# [WHAT IS REQUIRED]
In the records below, find the line containing "setting must be", then extract that line and all subsequent lines exactly, leaving out everything else.

# [SUPPLIED INFORMATION]
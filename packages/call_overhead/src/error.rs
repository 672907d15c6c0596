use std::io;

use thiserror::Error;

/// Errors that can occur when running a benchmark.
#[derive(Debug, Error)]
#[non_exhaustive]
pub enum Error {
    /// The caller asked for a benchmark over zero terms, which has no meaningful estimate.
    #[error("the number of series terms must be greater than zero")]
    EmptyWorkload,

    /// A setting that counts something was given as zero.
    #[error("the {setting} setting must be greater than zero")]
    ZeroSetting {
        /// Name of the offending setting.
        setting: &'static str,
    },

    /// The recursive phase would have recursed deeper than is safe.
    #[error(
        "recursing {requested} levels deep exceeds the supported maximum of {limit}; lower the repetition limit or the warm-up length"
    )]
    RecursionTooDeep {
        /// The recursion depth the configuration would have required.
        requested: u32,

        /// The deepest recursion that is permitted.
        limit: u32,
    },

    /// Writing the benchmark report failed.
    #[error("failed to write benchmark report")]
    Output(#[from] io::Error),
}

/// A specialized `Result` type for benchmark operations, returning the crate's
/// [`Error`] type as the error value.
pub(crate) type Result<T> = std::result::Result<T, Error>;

# [WRITTEN ANSWER]
    #[error("the {setting} setting must be greater than zero")]
    ZeroSetting {
        /// Name of the offending setting.
        setting: &'static str,
    },

    /// The recursive phase would have recursed deeper than is safe.
    #[error(
        "recursing {requested} levels deep exceeds the supported maximum of {limit}; lower the repetition limit or the warm-up length"
    )]
    RecursionTooDeep {
        /// The recursion depth the configuration would have required.
        requested: u32,

        /// The deepest recursion that is permitted.
        limit: u32,
    },

    /// Writing the benchmark report failed.
    #[error("failed to write benchmark report")]
    Output(#[from] io::Error),
}

/// A specialized `Result` type for benchmark operations, returning the crate's
/// [`Error`] type as the error value.
pub(crate) type Result<T> = std::result::Result<T, Error>;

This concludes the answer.